The daring performer’s robust dramatic finesse accompanies an enthusiasm for eccentricity. Somewhere in between, magic happens.
Daniel Radcliffe In Swiss Army Man
A24
By  · Published on November 18th, 2021

Welcome to Filmographiesa column for completists. Every edition brings a working actor’s resumé into focus as we learn about what makes them so compelling. In this entry, we spotlight the filmography of Daniel Radcliffe.


One could be forgiven for thinking that an entertainer peaks upon starring in one of the most renowned film franchises in history. To then go from that to show off triple-threat status in acclaimed stage productions as well as satirical and searing cinematic endeavors alike… Let the record show that Daniel Radcliffe can do just about anything.

The erstwhile child star, who got his start in minuscule roles in David Copperfield (1999) and The Tailor of Panama (2001), virtually grew up before our eyes thanks to the earth-shattering impact of Harry Potter. Radcliffe has since made a startlingly smooth transition from categorically cute chubby-cheeked charmer to fearless, sought-after leading man.

The radically distinctive entries in Radcliffe’s screen oeuvre demand the Filmographies treatment. Read on for our definitive list of the actor’s best.


Harry Potter (2001-2011)

Daniel Radcliffe did not merely spend his formative years in the skin of any old character. To this day, under the guise of the enormously influential titular protagonist in the Harry Potter franchise (starting with 2001’s Harry Potter and the Sorcerer’s Stone) the actor continues carrying swathes of kids through the trials of coming of age.

By and large, the impact of Harry Potter is a two-fold experience. Throwing a fresh-faced and (at the time) unknown performer like Radcliffe into the richly escapist possibilities of a magical parallel world provides audiences with the ultimate conduit to latch on.

But Harry Potter’s story itself is incredibly resonant due to its overarching theme of identity. Radcliffe fully embodies the heart and soul of the eight-film saga. Whimsy and phantasm notwithstanding, he is the focal point that shoulders the brunt of the series’ profundity and vulnerability.

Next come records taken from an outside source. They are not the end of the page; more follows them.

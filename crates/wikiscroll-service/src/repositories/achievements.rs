use super::traits::AchievementRepository;
use super::{SharedConnection, with_conn};
use crate::errors::ApiError;
use crate::models::Achievement;
use crate::schema::{achievements, user_achievements};
use async_trait::async_trait;
use chrono::NaiveDateTime;
use diesel::prelude::*;

#[derive(Clone)]
pub struct SqliteAchievementRepository {
    db: SharedConnection,
}

impl SqliteAchievementRepository {
    pub fn new(db: SharedConnection) -> Self {
        Self { db }
    }
}

#[async_trait]
impl AchievementRepository for SqliteAchievementRepository {
    async fn all(&self) -> Result<Vec<Achievement>, ApiError> {
        with_conn(&self.db, |conn| {
            achievements::table
                .order((achievements::category.asc(), achievements::threshold.asc()))
                .select(Achievement::as_select())
                .load(conn)
        })
    }

    async fn unlocked(&self, user_id: &str) -> Result<Vec<(i32, NaiveDateTime)>, ApiError> {
        with_conn(&self.db, |conn| {
            user_achievements::table
                .filter(user_achievements::user_id.eq(user_id))
                .order(user_achievements::unlocked_at.asc())
                .select((
                    user_achievements::achievement_id,
                    user_achievements::unlocked_at,
                ))
                .load(conn)
        })
    }

    async fn unlock(
        &self,
        user_id: &str,
        achievement_id: i32,
        at: NaiveDateTime,
    ) -> Result<bool, ApiError> {
        with_conn(&self.db, |conn| {
            let inserted = diesel::insert_or_ignore_into(user_achievements::table)
                .values((
                    user_achievements::user_id.eq(user_id),
                    user_achievements::achievement_id.eq(achievement_id),
                    user_achievements::unlocked_at.eq(at),
                ))
                .execute(conn)?;
            Ok(inserted > 0)
        })
    }
}
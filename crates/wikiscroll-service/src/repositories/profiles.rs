use super::traits::ProfileRepository;
use super::{SharedConnection, with_conn};
use crate::errors::ApiError;
use crate::models::{Profile, ProfileRecord, ProfileRow, ProfileUpdate};
use crate::schema::profiles;
use async_trait::async_trait;
use chrono::NaiveDateTime;
use diesel::prelude::*;

#[derive(Clone)]
pub struct SqliteProfileRepository {
    db: SharedConnection,
}

impl SqliteProfileRepository {
    pub fn new(db: SharedConnection) -> Self {
        Self { db }
    }
}

#[async_trait]
impl ProfileRepository for SqliteProfileRepository {
    async fn find(&self, user_id: &str) -> Result<Option<Profile>, ApiError> {
        let row = with_conn(&self.db, |conn| {
            profiles::table
                .find(user_id)
                .select(ProfileRow::as_select())
                .first(conn)
                .optional()
        })?;
        Ok(row.map(Profile::from))
    }

    async fn upsert(
        &self,
        user_id: &str,
        update: &ProfileUpdate,
        at: NaiveDateTime,
    ) -> Result<Profile, ApiError> {
        let preferred_categories = serde_json::to_string(&update.preferred_categories)
            .map_err(|_| ApiError::InternalError)?;

        let record = ProfileRecord {
            id: user_id.to_string(),
            full_name: update
                .full_name
                .as_deref()
                .map(str::trim)
                .filter(|n| !n.is_empty())
                .map(str::to_string),
            birth_date: update.birth_date,
            preferred_categories,
            updated_at: at,
        };

        let row = with_conn(&self.db, |conn| {
            diesel::insert_into(profiles::table)
                .values(&record)
                .on_conflict(profiles::id)
                .do_update()
                .set(&record)
                .returning(ProfileRow::as_returning())
                .get_result(conn)
        })?;

        Ok(row.into())
    }
}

Radcliffe truly solidified his craft in Harry Potter and the Order of the Phoenix (2007), as evidenced through his heartbreakingly agitated depiction of trauma and teen angst. Harry Potter and the Half-Blood Prince (2009) showcases more easygoing sensibilities with comedy — a skill that surprisingly complements that movie’s general grimness.

Ultimately, the two-part Harry Potter and the Deathly Hallows gives Harry closure in his hero moments, beckoning an especially world-weary but admirably determined Radcliffe to emerge and flourish.


The Woman in Black (2012)

Daniel Radcliffe’s initial non-Potter work presented him with the opportunity to examine more grounded variations of the assiduous brooding teenager. The heady summer drama December Boys (2007) and historical war biopic My Boy Jack (2007) could not be more dissimilar in nearly all respects. Nevertheless, Radcliffe ties them together through his scrutiny of a young man’s unrelenting, ruinous longing for self-discovery.

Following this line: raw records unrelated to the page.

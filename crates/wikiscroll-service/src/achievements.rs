use crate::errors::ApiError;
use crate::models::{Achievement, AchievementCategory, UnlockNotification, ViewRecord};
use crate::repositories::{AchievementRepository, EngagementRepository};
use chrono::{NaiveDate, NaiveDateTime};
use serde::Serialize;
use std::collections::{BTreeSet, HashMap, HashSet};
use tracing::{debug, info, instrument};

/// Consecutive days with at least one view, walking back from `today`.
/// Zero when there is no view today.
pub fn current_streak<I>(view_dates: I, today: NaiveDate) -> u32
where
    I: IntoIterator<Item = NaiveDate>,
{
    let days: HashSet<NaiveDate> = view_dates.into_iter().collect();
    let mut streak = 0;
    let mut day = today;
    while days.contains(&day) {
        streak += 1;
        match day.pred_opt() {
            Some(previous) => day = previous,
            None => break,
        }
    }
    streak
}

pub fn distinct_categories(records: &[ViewRecord]) -> usize {
    records
        .iter()
        .filter_map(|record| record.category.as_deref())
        .collect::<BTreeSet<_>>()
        .len()
}

#[derive(Debug, Clone, Copy, Default, PartialEq, Eq, Serialize)]
pub struct Metrics {
    pub reading: u64,
    pub streak: u32,
    pub diversity: usize,
}

impl Metrics {
    pub fn from_records(records: &[ViewRecord], today: NaiveDate) -> Self {
        Self {
            reading: records.len() as u64,
            streak: current_streak(records.iter().map(|r| r.view_date), today),
            diversity: distinct_categories(records),
        }
    }

    pub fn value_for(&self, category: AchievementCategory) -> u64 {
        match category {
            AchievementCategory::Reading => self.reading,
            AchievementCategory::Streak => u64::from(self.streak),
            AchievementCategory::Diversity => self.diversity as u64,
        }
    }

    pub fn reaches(&self, achievement: &Achievement) -> bool {
        achievement
            .kind()
            .is_some_and(|kind| self.value_for(kind) >= achievement.threshold.max(0) as u64)
    }
}

/// Unlocks every achievement the user now qualifies for. Each unlock yields one
/// notification; re-running with no new views yields none.
#[instrument(skip_all, fields(user_id = %user_id))]
pub async fn evaluate<E, A>(
    engagement: &E,
    achievements: &A,
    user_id: &str,
    now: NaiveDateTime,
) -> Result<Vec<UnlockNotification>, ApiError>
where
    E: EngagementRepository,
    A: AchievementRepository,
{
    let records = engagement.view_records(user_id).await?;
    let metrics = Metrics::from_records(&records, now.date());
    debug!(?metrics, "Evaluating achievements");

    let unlocked: HashSet<i32> = achievements
        .unlocked(user_id)
        .await?
        .into_iter()
        .map(|(id, _)| id)
        .collect();

    let mut notifications = Vec::new();
    for achievement in achievements.all().await? {
        if unlocked.contains(&achievement.id) || !metrics.reaches(&achievement) {
            continue;
        }
        if achievements.unlock(user_id, achievement.id, now).await? {
            info!(
                achievement_id = achievement.id,
                name = %achievement.name,
                "Achievement unlocked"
            );
            notifications.push(UnlockNotification::from(&achievement));
        }
    }

    Ok(notifications)
}

/// One catalogue entry with the user's progress.
#[derive(Debug, Clone, Serialize)]
pub struct AchievementStatus {
    #[serde(flatten)]
    pub achievement: Achievement,
    pub progress: u64,
    pub unlocked_at: Option<NaiveDateTime>,
}

/// Full catalogue, unlocked entries first (most recent first), then by
/// category and threshold.
pub async fn catalogue<A: AchievementRepository>(
    achievements: &A,
    user_id: &str,
    metrics: &Metrics,
) -> Result<Vec<AchievementStatus>, ApiError> {
    let unlocked: HashMap<i32, NaiveDateTime> =
        achievements.unlocked(user_id).await?.into_iter().collect();

    let mut entries: Vec<AchievementStatus> = achievements
        .all()
        .await?
        .into_iter()
        .map(|achievement| AchievementStatus {
            progress: achievement
                .kind()
                .map(|kind| metrics.value_for(kind))
                .unwrap_or_default(),
            unlocked_at: unlocked.get(&achievement.id).copied(),
            achievement,
        })
        .collect();

    entries.sort_by(|a, b| {
        b.unlocked_at
            .is_some()
            .cmp(&a.unlocked_at.is_some())
            .then_with(|| b.unlocked_at.cmp(&a.unlocked_at))
            .then_with(|| a.achievement.category.cmp(&b.achievement.category))
            .then_with(|| a.achievement.threshold.cmp(&b.achievement.threshold))
    });
    Ok(entries)
}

The Woman in Black then marked a definitive transition into adult roles for the actor. Radcliffe leads the spooky supernatural drama as a grief-stricken widowed solicitor drawn to a ghostly assignment in a remote English village.

Notably, Radcliffe consistently maintains the feverish emotional pitch of the film with a ruminating performance scored by weighty somberness. Despite generic plot trappings and vanilla scares, he makes The Woman in Black worth watching as its gripping melancholic centerpiece.

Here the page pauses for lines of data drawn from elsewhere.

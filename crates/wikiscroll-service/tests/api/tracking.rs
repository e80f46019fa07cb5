use crate::common::{
    day,
    server_utils::{TestApp, as_user, create_test_server},
    test_utils,
};
use anyhow::Result;
use axum::http::StatusCode;
use chrono::Duration;
use serde_json::{Value, json};
use wikiscroll_service::models::Post;

const READER: &str = "reader-1";

async fn open_session(app: &TestApp, user: Option<&str>) -> String {
    let request = app.server.post("/api/v1/feed/sessions");
    let request = match user {
        Some(user) => as_user(request, user),
        None => request,
    };
    let session: Value = request.await.json();
    session["id"].as_str().unwrap().to_string()
}

async fn item_call(
    app: &TestApp,
    user: Option<&str>,
    session: &str,
    position: usize,
    action: &str,
) -> Value {
    let request = app
        .server
        .post(&format!("/api/v1/feed/sessions/{session}/items/{position}/{action}"));
    let request = match user {
        Some(user) => as_user(request, user),
        None => request,
    };
    let response = request.await;
    response.assert_status_ok();
    response.json()
}

fn seed(app: &TestApp, count: usize) -> Vec<Post> {
    let mut conn = app.db.lock().unwrap();
    test_utils::seed_posts(&mut conn, count, Some("Storia"))
}

#[tokio::test]
async fn test_view_is_recorded_once_per_mount() -> Result<()> {
    let app = create_test_server();
    let posts = seed(&app, 12);
    let session = open_session(&app, Some(READER)).await;

    let visible = item_call(&app, Some(READER), &session, 0, "visible").await;
    assert_eq!(visible["item"]["id"], posts[0].id);
    // Five posts left at most, so the queue was topped up.
    assert_eq!(visible["load"]["status"], "appended");
    assert_eq!(visible["load"]["count"], 5);

    app.clock.advance(Duration::seconds(1));
    let outcome = item_call(&app, Some(READER), &session, 0, "viewed").await;
    assert_eq!(outcome["status"], "recorded");
    let notifications = outcome["notifications"].as_array().unwrap();
    assert_eq!(notifications.len(), 1);
    assert_eq!(notifications[0]["achievement_id"], 1);

    let again = item_call(&app, Some(READER), &session, 0, "viewed").await;
    assert_eq!(again["status"], "already_recorded");
    assert!(again.get("notifications").is_none());

    let mut conn = app.db.lock().unwrap();
    assert_eq!(test_utils::count_views(&mut conn, READER), 1);
    assert_eq!(test_utils::view_count(&mut conn, posts[0].id), 1);
    assert_eq!(test_utils::unlocked_ids(&mut conn, READER), vec![1]);

    Ok(())
}

#[tokio::test]
async fn test_view_before_dwell_is_too_early() -> Result<()> {
    let app = create_test_server();
    seed(&app, 6);
    let session = open_session(&app, Some(READER)).await;

    item_call(&app, Some(READER), &session, 0, "visible").await;
    app.clock.advance(Duration::milliseconds(400));

    let outcome = item_call(&app, Some(READER), &session, 0, "viewed").await;
    assert_eq!(outcome["status"], "too_early");
    assert_eq!(outcome["retry_after_ms"], 600);

    let mut conn = app.db.lock().unwrap();
    assert_eq!(test_utils::count_views(&mut conn, READER), 0);

    Ok(())
}

#[tokio::test]
async fn test_view_without_mount_is_not_recorded() -> Result<()> {
    let app = create_test_server();
    seed(&app, 6);
    let session = open_session(&app, Some(READER)).await;

    let outcome = item_call(&app, Some(READER), &session, 2, "viewed").await;
    assert_eq!(outcome["status"], "not_mounted");

    // Out of range positions do not exist.
    as_user(
        app.server
            .post(&format!("/api/v1/feed/sessions/{session}/items/99/visible")),
        READER,
    )
    .await
    .assert_status(StatusCode::NOT_FOUND);

    Ok(())
}

#[tokio::test]
async fn test_remount_after_hide_records_nothing_new_for_the_day() -> Result<()> {
    let app = create_test_server();
    let posts = seed(&app, 6);
    let session = open_session(&app, Some(READER)).await;

    item_call(&app, Some(READER), &session, 0, "visible").await;
    app.clock.advance(Duration::seconds(2));
    assert_eq!(item_call(&app, Some(READER), &session, 0, "viewed").await["status"], "recorded");
    item_call(&app, Some(READER), &session, 0, "hidden").await;

    item_call(&app, Some(READER), &session, 0, "visible").await;
    app.clock.advance(Duration::seconds(2));
    assert_eq!(item_call(&app, Some(READER), &session, 0, "viewed").await["status"], "recorded");

    let mut conn = app.db.lock().unwrap();
    assert_eq!(test_utils::count_views(&mut conn, READER), 1);
    // The session already counted this post.
    assert_eq!(test_utils::view_count(&mut conn, posts[0].id), 1);

    Ok(())
}

#[tokio::test]
async fn test_anonymous_view_updates_counter_only() -> Result<()> {
    let app = create_test_server();
    let posts = seed(&app, 6);
    let session = open_session(&app, None).await;

    item_call(&app, None, &session, 1, "visible").await;
    app.clock.advance(Duration::seconds(1));
    let outcome = item_call(&app, None, &session, 1, "viewed").await;
    assert_eq!(outcome["status"], "recorded");

    let mut conn = app.db.lock().unwrap();
    assert_eq!(test_utils::view_count(&mut conn, posts[1].id), 1);

    Ok(())
}

#[tokio::test]
async fn test_hiding_credits_reading_time() -> Result<()> {
    let app = create_test_server();
    let posts = seed(&app, 6);
    let session = open_session(&app, Some(READER)).await;

    item_call(&app, Some(READER), &session, 0, "visible").await;
    app.clock.advance(Duration::seconds(1));
    item_call(&app, Some(READER), &session, 0, "viewed").await;
    app.clock.advance(Duration::seconds(150));

    let hidden = item_call(&app, Some(READER), &session, 0, "hidden").await;
    assert_eq!(hidden["was_mounted"], true);
    assert_eq!(hidden["reading_time"], 2);

    let hidden = item_call(&app, Some(READER), &session, 3, "hidden").await;
    assert_eq!(hidden["was_mounted"], false);
    assert!(hidden["reading_time"].is_null());

    let mut conn = app.db.lock().unwrap();
    assert_eq!(test_utils::reading_time(&mut conn, READER, posts[0].id), 2);

    Ok(())
}

#[tokio::test]
async fn test_ad_impression_waits_for_skip_delay() -> Result<()> {
    let app = create_test_server();
    seed(&app, 20);
    let session = open_session(&app, Some(READER)).await;
    // Load a second batch so position 6 holds the first ad.
    item_call(&app, Some(READER), &session, 0, "visible").await;

    let visible = item_call(&app, Some(READER), &session, 6, "visible").await;
    assert_eq!(visible["item"]["type"], "ad");
    assert_eq!(visible["item"]["id"], "ad-1");

    let impression = format!("/api/v1/feed/sessions/{session}/items/6/impression");
    let early: Value = as_user(app.server.post(&impression), READER)
        .json(&json!({ "outcome": "full_view" }))
        .await
        .json();
    assert_eq!(early["status"], "too_early");
    assert_eq!(early["retry_after_ms"], 5000);

    app.clock.advance(Duration::seconds(5));
    let recorded: Value = as_user(app.server.post(&impression), READER)
        .json(&json!({ "outcome": "full_view" }))
        .await
        .json();
    assert_eq!(recorded["status"], "recorded");

    let again: Value = as_user(app.server.post(&impression), READER)
        .json(&json!({ "outcome": "click" }))
        .await
        .json();
    assert_eq!(again["status"], "already_recorded");

    let mut conn = app.db.lock().unwrap();
    assert_eq!(test_utils::count_impressions(&mut conn, READER), 1);

    Ok(())
}

#[tokio::test]
async fn test_ad_click_needs_only_the_minimum_view() -> Result<()> {
    let app = create_test_server();
    seed(&app, 20);
    let session = open_session(&app, Some(READER)).await;
    item_call(&app, Some(READER), &session, 0, "visible").await;
    item_call(&app, Some(READER), &session, 6, "visible").await;

    app.clock.advance(Duration::seconds(1));
    let clicked: Value = as_user(
        app.server
            .post(&format!("/api/v1/feed/sessions/{session}/items/6/impression")),
        READER,
    )
    .json(&json!({ "outcome": "click" }))
    .await
    .json();
    assert_eq!(clicked["status"], "recorded");

    Ok(())
}

#[tokio::test]
async fn test_anonymous_ad_impressions_are_not_stored() -> Result<()> {
    let app = create_test_server();
    seed(&app, 20);
    let session = open_session(&app, None).await;
    item_call(&app, None, &session, 0, "visible").await;
    item_call(&app, None, &session, 6, "visible").await;
    app.clock.advance(Duration::seconds(10));

    let outcome: Value = app
        .server
        .post(&format!("/api/v1/feed/sessions/{session}/items/6/impression"))
        .json(&json!({ "outcome": "skip" }))
        .await
        .json();
    assert_eq!(outcome["status"], "anonymous");

    Ok(())
}

#[tokio::test]
async fn test_item_kind_mismatch_is_a_bad_request() -> Result<()> {
    let app = create_test_server();
    seed(&app, 20);
    let session = open_session(&app, Some(READER)).await;
    item_call(&app, Some(READER), &session, 0, "visible").await;

    as_user(
        app.server
            .post(&format!("/api/v1/feed/sessions/{session}/items/6/viewed")),
        READER,
    )
    .await
    .assert_status(StatusCode::BAD_REQUEST);

    as_user(
        app.server
            .post(&format!("/api/v1/feed/sessions/{session}/items/0/impression")),
        READER,
    )
    .json(&json!({ "outcome": "full_view" }))
    .await
    .assert_status(StatusCode::BAD_REQUEST);

    Ok(())
}

#[tokio::test]
async fn test_tenth_view_unlocks_reading_achievement_once() -> Result<()> {
    let app = create_test_server();
    let posts = seed(&app, 12);
    let session = open_session(&app, Some(READER)).await;

    item_call(&app, Some(READER), &session, 0, "visible").await;
    app.clock.advance(Duration::seconds(1));
    item_call(&app, Some(READER), &session, 0, "viewed").await;

    {
        let mut conn = app.db.lock().unwrap();
        for post in &posts[4..12] {
            test_utils::insert_view(&mut conn, READER, post.id, day(20));
        }
        assert_eq!(test_utils::count_views(&mut conn, READER), 9);
        assert_eq!(test_utils::unlocked_ids(&mut conn, READER), vec![1]);
    }

    item_call(&app, Some(READER), &session, 1, "visible").await;
    app.clock.advance(Duration::seconds(1));
    let outcome = item_call(&app, Some(READER), &session, 1, "viewed").await;
    assert_eq!(outcome["status"], "recorded");
    let notifications = outcome["notifications"].as_array().unwrap();
    assert_eq!(notifications.len(), 1);
    assert_eq!(notifications[0]["achievement_id"], 2);
    assert_eq!(notifications[0]["title"], "Achievement unlocked!");

    item_call(&app, Some(READER), &session, 2, "visible").await;
    app.clock.advance(Duration::seconds(1));
    let outcome = item_call(&app, Some(READER), &session, 2, "viewed").await;
    assert!(outcome.get("notifications").is_none());

    let mut conn = app.db.lock().unwrap();
    assert_eq!(test_utils::unlocked_ids(&mut conn, READER), vec![1, 2]);

    Ok(())
}

#[tokio::test]
async fn test_three_day_streak_unlocks() -> Result<()> {
    let app = create_test_server();
    let posts = seed(&app, 8);
    {
        let mut conn = app.db.lock().unwrap();
        test_utils::insert_view(&mut conn, READER, posts[7].id, day(18));
        test_utils::insert_view(&mut conn, READER, posts[6].id, day(19));
    }
    let session = open_session(&app, Some(READER)).await;

    item_call(&app, Some(READER), &session, 0, "visible").await;
    app.clock.advance(Duration::seconds(1));
    let outcome = item_call(&app, Some(READER), &session, 0, "viewed").await;

    let unlocked: Vec<i64> = outcome["notifications"]
        .as_array()
        .unwrap()
        .iter()
        .map(|n| n["achievement_id"].as_i64().unwrap())
        .collect();
    assert!(unlocked.contains(&5), "unlocked {unlocked:?}");

    let stats: Value = as_user(app.server.get("/api/v1/profile/stats"), READER)
        .await
        .json();
    assert_eq!(stats["current_streak"], 3);
    assert_eq!(stats["total_views"], 3);

    Ok(())
}
use super::session::FeedSession;
use crate::config::FeedConfig;
use crate::models::Post;
use crate::repositories::{FeedQuery, PostRepository};
use rand::rngs::StdRng;
use rand::{Rng, SeedableRng};
use serde::Serialize;
use std::collections::HashSet;
use std::sync::{Mutex, PoisonError};
use tracing::{debug, instrument, warn};

#[derive(Debug, Clone, Copy, PartialEq, Eq, Serialize)]
#[serde(tag = "status", rename_all = "snake_case")]
pub enum LoadOutcome {
    Appended { count: usize },
    /// Another load for the same session was running; nothing was done.
    InFlight,
}

/// Which optional filters one fetch applied.
#[derive(Debug, Clone, Copy, PartialEq, Eq)]
pub struct FetchPlan {
    pub exclude_seen: bool,
    pub restrict_categories: bool,
}

pub struct FeedAssembler<P: PostRepository> {
    posts: P,
    config: FeedConfig,
    rng: Mutex<StdRng>,
}

impl<P: PostRepository> FeedAssembler<P> {
    pub fn new(posts: P, config: FeedConfig) -> Self {
        Self::with_rng(posts, config, StdRng::from_os_rng())
    }

    /// Deterministic sampling, for reproducible feeds.
    pub fn with_seed(posts: P, config: FeedConfig, seed: u64) -> Self {
        Self::with_rng(posts, config, StdRng::seed_from_u64(seed))
    }

    fn with_rng(posts: P, config: FeedConfig, rng: StdRng) -> Self {
        Self {
            posts,
            config,
            rng: Mutex::new(rng),
        }
    }

    pub fn config(&self) -> &FeedConfig {
        &self.config
    }

    /// Rolls the two probabilistic gates. Neither filter is strict so the feed
    /// never starves when the unseen or preferred pool runs dry.
    pub fn plan(&self, has_exclusions: bool, has_preferences: bool) -> FetchPlan {
        let mut rng = self.rng.lock().unwrap_or_else(PoisonError::into_inner);
        let exclude_seen = rng.random_bool(self.config.exclusion_probability) && has_exclusions;
        let restrict_categories =
            has_preferences && rng.random_bool(self.config.category_probability);
        FetchPlan {
            exclude_seen,
            restrict_categories,
        }
    }

    /// One page of candidates, newest first, with the plan that produced it.
    /// Store failures yield an empty page.
    #[instrument(
        skip_all,
        fields(excluded = exclude_ids.len(), preferred = preferred_categories.len())
    )]
    pub async fn fetch_page(
        &self,
        exclude_ids: &HashSet<i32>,
        preferred_categories: &[String],
    ) -> (FetchPlan, Vec<Post>) {
        let plan = self.plan(!exclude_ids.is_empty(), !preferred_categories.is_empty());
        debug!(?plan, "Fetching feed page");

        let query = FeedQuery {
            exclude_ids: plan
                .exclude_seen
                .then(|| exclude_ids.iter().copied().collect()),
            categories: plan
                .restrict_categories
                .then(|| preferred_categories.to_vec()),
            limit: self.config.page_size,
        };

        let posts = match self.posts.list_for_feed(&query).await {
            Ok(posts) => posts,
            Err(err) => {
                warn!(error = %err, "Failed to load feed page");
                Vec::new()
            }
        };
        (plan, posts)
    }

    /// Appends the next batch to `session`. A call made while another load for
    /// the same session is running does nothing.
    #[instrument(skip_all, fields(session_id = %session.id))]
    pub async fn load_more(&self, session: &FeedSession) -> LoadOutcome {
        let Some(_guard) = session.try_begin_load() else {
            debug!("Load already in flight");
            return LoadOutcome::InFlight;
        };

        let exclude_ids = session.exclusion_ids();
        let (plan, mut page) = self
            .fetch_page(&exclude_ids, session.preferred_categories())
            .await;
        page.truncate(self.config.batch_size);

        // A realtime merge may have added one of these posts while the page was
        // being fetched.
        let count = session.append_posts(page, plan.exclude_seen);
        debug!(count, total = session.post_count(), "Appended feed batch");
        LoadOutcome::Appended { count }
    }
}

A Young Doctor’s Notebook (2012)

By comparison, Daniel Radcliffe found his first substantial television offering in his filmography in a considerably more imaginative period piece. A Young Doctor’s Notebook adapts Mikhail Bulgakov’s short story collection of the same name. The two-season miniseries follows the darkly comedic travails of a morphine-addicted physician haphazardly running a small rural hospital during the Russian Revolution.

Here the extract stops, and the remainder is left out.